═══ Extracted material ═══

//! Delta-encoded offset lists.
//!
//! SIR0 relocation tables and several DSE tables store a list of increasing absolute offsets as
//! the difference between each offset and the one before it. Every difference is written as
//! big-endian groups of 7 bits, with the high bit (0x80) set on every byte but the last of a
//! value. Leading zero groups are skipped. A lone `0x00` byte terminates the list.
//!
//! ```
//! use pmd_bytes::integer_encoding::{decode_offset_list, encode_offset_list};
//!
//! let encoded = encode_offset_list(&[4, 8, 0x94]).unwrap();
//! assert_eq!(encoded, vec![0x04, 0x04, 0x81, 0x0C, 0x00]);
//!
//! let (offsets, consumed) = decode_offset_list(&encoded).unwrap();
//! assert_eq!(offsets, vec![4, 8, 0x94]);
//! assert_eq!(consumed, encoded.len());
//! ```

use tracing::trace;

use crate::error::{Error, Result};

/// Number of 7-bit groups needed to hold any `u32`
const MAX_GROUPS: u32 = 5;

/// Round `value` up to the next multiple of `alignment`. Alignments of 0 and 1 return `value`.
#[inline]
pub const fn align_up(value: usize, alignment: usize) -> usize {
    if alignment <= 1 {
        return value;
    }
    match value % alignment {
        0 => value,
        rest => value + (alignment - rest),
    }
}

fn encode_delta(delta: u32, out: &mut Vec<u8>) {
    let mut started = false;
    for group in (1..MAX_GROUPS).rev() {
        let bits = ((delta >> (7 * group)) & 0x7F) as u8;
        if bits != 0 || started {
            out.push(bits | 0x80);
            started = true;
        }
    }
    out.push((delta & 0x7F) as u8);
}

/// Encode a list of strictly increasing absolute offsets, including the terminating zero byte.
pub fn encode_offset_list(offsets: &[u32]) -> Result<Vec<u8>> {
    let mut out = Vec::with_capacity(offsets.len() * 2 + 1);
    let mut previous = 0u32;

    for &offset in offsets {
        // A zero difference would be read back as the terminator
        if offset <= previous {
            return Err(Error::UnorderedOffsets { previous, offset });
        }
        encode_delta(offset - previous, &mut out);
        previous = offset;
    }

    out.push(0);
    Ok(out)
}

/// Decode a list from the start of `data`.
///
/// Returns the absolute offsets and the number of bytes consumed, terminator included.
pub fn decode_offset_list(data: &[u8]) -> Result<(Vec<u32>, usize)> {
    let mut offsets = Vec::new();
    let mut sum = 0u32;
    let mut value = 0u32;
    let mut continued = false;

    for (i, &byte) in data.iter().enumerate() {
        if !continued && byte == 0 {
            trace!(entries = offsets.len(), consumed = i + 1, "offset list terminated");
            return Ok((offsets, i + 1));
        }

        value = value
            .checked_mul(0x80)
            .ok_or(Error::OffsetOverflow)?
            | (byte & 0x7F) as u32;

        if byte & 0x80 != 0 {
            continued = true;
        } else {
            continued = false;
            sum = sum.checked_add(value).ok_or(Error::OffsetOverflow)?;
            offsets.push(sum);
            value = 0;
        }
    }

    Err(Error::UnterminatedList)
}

═══
═══ Extracted material ═══

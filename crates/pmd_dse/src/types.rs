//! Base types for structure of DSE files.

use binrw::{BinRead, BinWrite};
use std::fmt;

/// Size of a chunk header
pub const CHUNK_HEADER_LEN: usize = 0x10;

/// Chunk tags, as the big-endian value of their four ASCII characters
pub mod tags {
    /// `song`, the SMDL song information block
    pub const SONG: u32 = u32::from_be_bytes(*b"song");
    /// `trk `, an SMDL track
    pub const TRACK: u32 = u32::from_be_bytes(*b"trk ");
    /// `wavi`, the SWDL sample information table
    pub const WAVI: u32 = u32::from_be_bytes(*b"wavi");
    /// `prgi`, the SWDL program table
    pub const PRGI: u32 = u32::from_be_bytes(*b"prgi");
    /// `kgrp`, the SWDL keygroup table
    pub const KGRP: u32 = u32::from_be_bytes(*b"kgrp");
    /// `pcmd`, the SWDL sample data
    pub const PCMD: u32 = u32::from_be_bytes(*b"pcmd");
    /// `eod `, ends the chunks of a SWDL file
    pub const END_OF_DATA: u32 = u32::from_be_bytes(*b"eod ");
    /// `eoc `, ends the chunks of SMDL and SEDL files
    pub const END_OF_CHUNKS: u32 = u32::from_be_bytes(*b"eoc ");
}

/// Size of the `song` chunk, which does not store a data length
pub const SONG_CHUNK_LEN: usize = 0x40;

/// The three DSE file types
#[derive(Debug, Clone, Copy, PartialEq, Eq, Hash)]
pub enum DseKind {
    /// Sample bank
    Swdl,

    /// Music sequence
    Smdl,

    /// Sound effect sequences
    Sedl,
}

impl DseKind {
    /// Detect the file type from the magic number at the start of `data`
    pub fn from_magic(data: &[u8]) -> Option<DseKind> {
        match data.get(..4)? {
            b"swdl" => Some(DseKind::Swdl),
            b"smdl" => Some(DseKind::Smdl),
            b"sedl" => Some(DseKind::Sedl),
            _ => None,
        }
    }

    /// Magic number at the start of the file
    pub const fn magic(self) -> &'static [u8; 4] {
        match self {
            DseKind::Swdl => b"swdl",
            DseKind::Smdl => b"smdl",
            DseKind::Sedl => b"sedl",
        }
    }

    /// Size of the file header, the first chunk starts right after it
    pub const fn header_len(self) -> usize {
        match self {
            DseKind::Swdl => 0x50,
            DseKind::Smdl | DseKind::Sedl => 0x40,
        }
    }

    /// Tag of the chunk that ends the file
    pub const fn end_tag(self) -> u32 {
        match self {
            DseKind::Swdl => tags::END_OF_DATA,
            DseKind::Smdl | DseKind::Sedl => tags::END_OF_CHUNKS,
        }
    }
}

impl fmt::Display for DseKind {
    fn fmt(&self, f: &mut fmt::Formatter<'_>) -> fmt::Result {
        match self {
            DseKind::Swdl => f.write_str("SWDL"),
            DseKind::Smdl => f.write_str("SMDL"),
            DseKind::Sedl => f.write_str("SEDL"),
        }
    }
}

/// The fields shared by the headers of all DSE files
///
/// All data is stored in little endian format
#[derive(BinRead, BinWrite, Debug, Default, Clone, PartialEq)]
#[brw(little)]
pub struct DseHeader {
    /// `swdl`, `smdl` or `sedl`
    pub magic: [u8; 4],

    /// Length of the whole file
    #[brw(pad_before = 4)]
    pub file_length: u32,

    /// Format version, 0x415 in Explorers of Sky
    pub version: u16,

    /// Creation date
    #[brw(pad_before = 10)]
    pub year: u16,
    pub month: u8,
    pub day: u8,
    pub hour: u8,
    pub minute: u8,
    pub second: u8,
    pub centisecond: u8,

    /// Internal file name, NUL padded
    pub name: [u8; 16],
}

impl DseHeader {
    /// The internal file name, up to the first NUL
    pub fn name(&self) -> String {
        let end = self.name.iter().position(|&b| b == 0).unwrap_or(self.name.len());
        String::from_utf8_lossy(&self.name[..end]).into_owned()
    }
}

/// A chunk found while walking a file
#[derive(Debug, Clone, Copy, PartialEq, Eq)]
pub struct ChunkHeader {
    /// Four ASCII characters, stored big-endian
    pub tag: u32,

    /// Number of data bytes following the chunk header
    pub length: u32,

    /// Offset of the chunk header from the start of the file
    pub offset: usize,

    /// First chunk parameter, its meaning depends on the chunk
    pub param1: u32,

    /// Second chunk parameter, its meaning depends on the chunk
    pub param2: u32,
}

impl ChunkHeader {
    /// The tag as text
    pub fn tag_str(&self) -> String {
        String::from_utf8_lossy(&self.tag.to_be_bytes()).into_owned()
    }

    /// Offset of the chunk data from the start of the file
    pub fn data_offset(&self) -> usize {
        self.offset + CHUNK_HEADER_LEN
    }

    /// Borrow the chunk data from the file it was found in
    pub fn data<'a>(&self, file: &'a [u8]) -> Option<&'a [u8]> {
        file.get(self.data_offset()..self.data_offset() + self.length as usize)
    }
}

═══
═══ Extracted material ═══

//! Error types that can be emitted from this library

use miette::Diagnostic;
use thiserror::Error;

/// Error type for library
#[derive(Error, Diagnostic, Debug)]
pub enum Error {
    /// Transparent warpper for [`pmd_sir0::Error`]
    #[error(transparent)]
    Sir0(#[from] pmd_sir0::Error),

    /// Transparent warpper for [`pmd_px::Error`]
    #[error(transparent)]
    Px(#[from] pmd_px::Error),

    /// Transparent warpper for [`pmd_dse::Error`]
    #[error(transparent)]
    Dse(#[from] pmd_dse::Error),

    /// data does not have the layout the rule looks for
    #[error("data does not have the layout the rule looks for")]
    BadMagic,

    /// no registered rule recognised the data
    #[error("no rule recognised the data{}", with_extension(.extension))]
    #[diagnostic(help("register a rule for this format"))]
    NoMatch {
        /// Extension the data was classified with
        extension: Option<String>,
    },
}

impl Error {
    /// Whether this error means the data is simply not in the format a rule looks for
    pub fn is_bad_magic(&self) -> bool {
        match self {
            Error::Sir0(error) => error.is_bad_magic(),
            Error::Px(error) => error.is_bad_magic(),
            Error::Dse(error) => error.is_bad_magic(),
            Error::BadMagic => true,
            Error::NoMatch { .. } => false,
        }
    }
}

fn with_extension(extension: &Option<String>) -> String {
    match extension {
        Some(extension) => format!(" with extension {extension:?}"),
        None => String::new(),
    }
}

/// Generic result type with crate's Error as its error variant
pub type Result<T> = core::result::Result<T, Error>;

═══

__What is required__: Where the listing above has a line with "Explorers of Sky", start there, and output every line exactly through the line with "let end = self.name.iter().position(|&b|", which is also included.

__Response below__:
    /// Format version, 0x415 in Explorers of Sky
    pub version: u16,

    /// Creation date
    #[brw(pad_before = 10)]
    pub year: u16,
    pub month: u8,
    pub day: u8,
    pub hour: u8,
    pub minute: u8,
    pub second: u8,
    pub centisecond: u8,

    /// Internal file name, NUL padded
    pub name: [u8; 16],
}

impl DseHeader {
    /// The internal file name, up to the first NUL
    pub fn name(&self) -> String {
        let end = self.name.iter().position(|&b| b == 0).unwrap_or(self.name.len());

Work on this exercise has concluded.